Reações à história dos “Tempos Sombrios” da Islândia
- Muitos elogiam a história franca e autocritica do supermercado, assim como o ataque explícito a consultores de gestão e à complexidade excessiva.
- Comentadores notam a ironia e o valor de entretenimento de uma cadeia de congelados banal publicar uma autópsia corporativa tão candidamente honesta.
- Alguns associam a narrativa de recuperação a empresas lideradas por fundadores, idiossincráticas, que resistem à “corporatividade sem graça” e ao esvaziamento ao estilo de private equity.
Consultores de Gestão: Problema vs Sintoma
- Há uma forte corrente que acusa consultores de gestão de destruir empresas, sobrepor camadas de gestão e justificar decisões que os executivos já queriam tomar.
- Outros argumentam que o verdadeiro problema é a liderança: consultores refletem disfunções já existentes, incentivos desalinhados e estruturas “pesadas no topo”.
- Uma visão: contratar consultores é, na prática, admitir que a gestão de topo não consegue administrar a organização.
Por que as Organizações Contratam Consultores
- Motivos comuns citados:
- Bode expiatório como serviço e transferência de responsabilidade (“os consultores disseram”).
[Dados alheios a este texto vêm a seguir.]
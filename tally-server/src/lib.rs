//! The Tally server.
//!
//! A Tally server runs three services on a shared multi-threaded runtime:
//!
//!  - The **ingest** service receives statsd-style datagrams on a UDP socket, parses every record
//!    and merges it into the aggregator.
//!  - The **admin** service serves a line-based protocol on a TCP listener to inspect and clear
//!    the stores and to read the server's own counters.
//!  - The **flush** service periodically renders a report of all stores, logs it and resets the
//!    stores according to the configured flush policy.
//!
//! All services share a [`ServiceState`] holding the configuration, the aggregator and the admin
//! counters. Shutdown is coordinated through a [`Controller`](tally_system::Controller), which
//! listens for process signals.
//!
//! # Admin protocol
//!
//! Clients send one command per line. Every response is terminated by `END` followed by an empty
//! line. `quit` closes the connection:
//!
//! ```text
//! > counters
//! {
//!   "gorets": 13
//! }
//! END
//!
//! > health
//! health: up
//! END
//!
//! ```
#![warn(missing_docs)]

mod server;
mod service;
mod services;

use std::sync::Arc;
use std::time::Duration;

use tally_config::Config;
use tally_system::Controller;

pub use self::server::*;
pub use self::service::ServiceState;
pub use self::services::*;

/// Additional time granted to services after the shutdown timeout elapsed.
const SHUTDOWN_GRACE: Duration = Duration::from_millis(100);

/// Runs a Tally server until it is shut down.
///
/// This binds all sockets, starts the services and blocks the current thread until a shutdown
/// signal is received. A graceful shutdown waits up to the configured shutdown timeout for the
/// services to finish their work, including the final flush.
pub fn run(config: Config) -> anyhow::Result<()> {
    let config = Arc::new(config);
    let shutdown_timeout = config.shutdown_timeout();

    let runtime = tally_system::create_runtime("tally-rt", config.cpu_concurrency())?;
    let controller = Controller::new();

    // Binding happens outside of the runtime, so a conflict is reported before anything starts.
    let server = Server::bind(Arc::clone(&config), &controller)?;
    tally_log::info!(
        ingest = %server.ingest_addr(),
        admin = %server.admin_addr(),
        "tally server starting"
    );

    runtime.block_on(async move {
        let services = server.start();

        let signals = controller.clone();
        tokio::spawn(async move {
            if let Err(error) = signals.listen_signals(shutdown_timeout).await {
                tally_log::error!(
                    "failed to listen for signals: {}",
                    tally_log::LogError(&error)
                );
            }
        });

        let mut handle = controller.handle();
        let shutdown = handle.notified().await;
        let timeout = shutdown.timeout.unwrap_or_default() + SHUTDOWN_GRACE;

        if shutdown.timeout.is_some() {
            tally_log::info!("shutting down gracefully within {}s", timeout.as_secs());
            tokio::select! {
                _ = services.join_timeout(timeout) => (),
                _ = handle.forced() => tally_log::info!("forced shutdown"),
            }
        } else {
            tally_log::info!("shutting down immediately");
            services.join_timeout(timeout).await;
        }
    });

    // Do not wait for tasks that ignored the shutdown.
    runtime.shutdown_background();
    tally_log::info!("tally server stopped");

    Ok(())
}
- Cobertura política para reestruturações ou despedimentos impopulares.
- Lavagem de informação: agregar conhecimento interno em relatórios “autorizados” nos quais os executivos acreditarão.
- Vários observam que os funcionários frequentemente dizem as mesmas coisas de graça, mas não são ouvidos até que uma consultoria cara as repita.
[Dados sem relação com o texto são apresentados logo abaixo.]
use std::io::{self, Write};
use std::path::Path;

use anyhow::{Context, Result, bail};
use clap::ArgMatches;
use tally_config::{Config, MinimalConfig, OverridableConfig};

use crate::cliapp::{config_path, make_app};
use crate::healthcheck::healthcheck;
use crate::setup;

/// Runs the command line application.
pub fn execute() -> Result<()> {
    let app = make_app();
    let matches = app.get_matches();
    let config_path = config_path(&matches);

    // Commands that do not need a loaded config.
    if let Some(("config", config_matches)) = matches.subcommand()
        && let Some(("init", init_matches)) = config_matches.subcommand()
    {
        return init_config(&config_path, init_matches.get_flag("force"));
    }

    let mut config = load_config(&config_path, matches.contains_id("config"))?;

    if let Some(("run", run_matches)) = matches.subcommand() {
        config.apply_override(extract_config_args(run_matches))?;
    }

    tally_log::init(config.logging());

    match matches.subcommand() {
        Some(("run", _)) => run(config),
        Some(("config", config_matches)) => match config_matches.subcommand() {
            Some(("show", _)) => show_config(&config),
            _ => unreachable!(),
        },
        Some(("healthcheck", healthcheck_matches)) => healthcheck(&config, healthcheck_matches),
        _ => unreachable!(),
    }
}

/// Loads the config from `path`.
///
/// A missing default config folder is not an error and yields the default configuration. A
/// missing folder that was passed explicitly is.
fn load_config(path: &Path, explicit: bool) -> Result<Config> {
    if Config::config_exists(path) {
        return Config::from_path(path)
            .with_context(|| format!("could not load config from {}", path.display()));
    }

    if explicit {
        bail!("no config found in {}", path.display());
    }

    Ok(Config::default())
}

/// Extracts config overrides from the command line parameters and environment variables.
pub fn extract_config_args(matches: &ArgMatches) -> OverridableConfig {
    let get = |name: &str| matches.get_one::<String>(name).cloned();

    OverridableConfig {
        ingest_host: get("ingest_host"),
        ingest_port: get("ingest_port"),
        admin_host: get("admin_host"),
        admin_port: get("admin_port"),
        flush_interval: get("flush_interval"),
        shutdown_timeout: get("shutdown_timeout"),
        log_level: get("log_level"),
    }
}

fn init_config(path: &Path, force: bool) -> Result<()> {
    if Config::config_exists(path) && !force {
        bail!(
            "a config already exists in {}, pass --force to overwrite it",
            path.display()
        );
    }

    MinimalConfig::default().save_in_folder(path)?;

    let mut stdout = io::stdout().lock();
    writeln!(stdout, "All done! Wrote config to {}", path.display())?;
    Ok(())
}

fn show_config(config: &Config) -> Result<()> {
    let mut stdout = io::stdout().lock();
    stdout.write_all(config.to_yaml_string()?.as_bytes())?;
    Ok(())
}

fn run(config: Config) -> Result<()> {
    setup::check_config(&config)?;
    setup::dump_spawn_infos(&config);
    tally_server::run(config)
}

#[cfg(test)]
mod tests {
    use super::*;

    #[test]
    fn test_extract_config_args() {
        let matches = make_app()
            .try_get_matches_from([
                "tally",
                "run",
                "--admin-port",
                "0",
                "--flush-interval",
                "2",
            ])
            .unwrap();
        let (_, run_matches) = matches.subcommand().unwrap();

        let overrides = extract_config_args(run_matches);
        assert_eq!(overrides.admin_port.as_deref(), Some("0"));
        assert_eq!(overrides.flush_interval.as_deref(), Some("2"));

        let mut config = Config::default();
        config.apply_override(overrides).unwrap();
        assert_eq!(config.admin_addr().port(), 0);
        assert_eq!(config.aggregator_config().flush_interval, 2);
    }

    #[test]
    fn test_load_missing_config() {
        let dir = tempfile::tempdir().unwrap();
        let path = dir.path().join("missing");

        assert!(load_config(&path, false).is_ok());
        assert!(load_config(&path, true).is_err());
    }

    #[test]
    fn test_init_and_load_config() {
        let dir = tempfile::tempdir().unwrap();
        let path = dir.path().join(".tally");

        init_config(&path, false).unwrap();
        assert!(init_config(&path, false).is_err());
        init_config(&path, true).unwrap();

        let config = load_config(&path, true).unwrap();
        assert_eq!(config.path(), path);
        assert_eq!(config.ingest_addr().port(), 8125);
    }
}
Exemplos de Valor e Uso Indevido
- Casos positivos mencionados:
- Fusões e aquisições complexas, otimização da cadeia de abastecimento, grandes projetos de engenharia regulados, desenho à escala municipal (por exemplo, reciclagem urbana) em que faltam capacidade e fôlego internos.
- Atuar como integradores e controladores de qualidade entre muitos fornecedores.
- Casos de uso indevido:
- Ciclos intermináveis e caros de estratégia que produzem pouca ação.
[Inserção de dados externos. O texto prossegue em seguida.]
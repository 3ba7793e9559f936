//! Configuration for the Tally CLI and server.
//!
//! The configuration is loaded from a `config.yml` file in the config folder, which defaults to
//! `.tally` in the working directory. Every section and every field is optional:
//!
//! ```yaml
//! ingest:
//!   host: 127.0.0.1
//!   port: 8125
//! admin:
//!   port: 8126
//! aggregator:
//!   flush_interval: 10
//! logging:
//!   level: info
//! ```
//!
//! Selected values can be overridden from the command line or the environment through
//! [`OverridableConfig`].
#![warn(missing_docs)]

mod config;

pub use crate::config::*;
- Usar consultores para carimbar planos “egocêntricos” de CEOs.
- Escândalos de alto perfil em que empresas usaram indevidamente informação confidencial ou governamental.
Consultoria Técnica vs Consultoria de Gestão
- Vários distinguem “contratados” técnicos/de engenharia/software, práticos, de consultores de gestão de alto nível.
- Consultores técnicos são geralmente vistos de forma mais positiva quando acrescentam competências escassas ou capacidade temporária.
Temas Mais Amplos
- Debate sobre se os incentivos desalinhados dos consultores tornam todo o modelo defeituoso, ou apenas excessivamente usado.
- A discussão toca na irracionalidade humana, na política burocrática e no desejo de ação e mudança, mesmo quando “não fazer nada” talvez fosse mais sensato.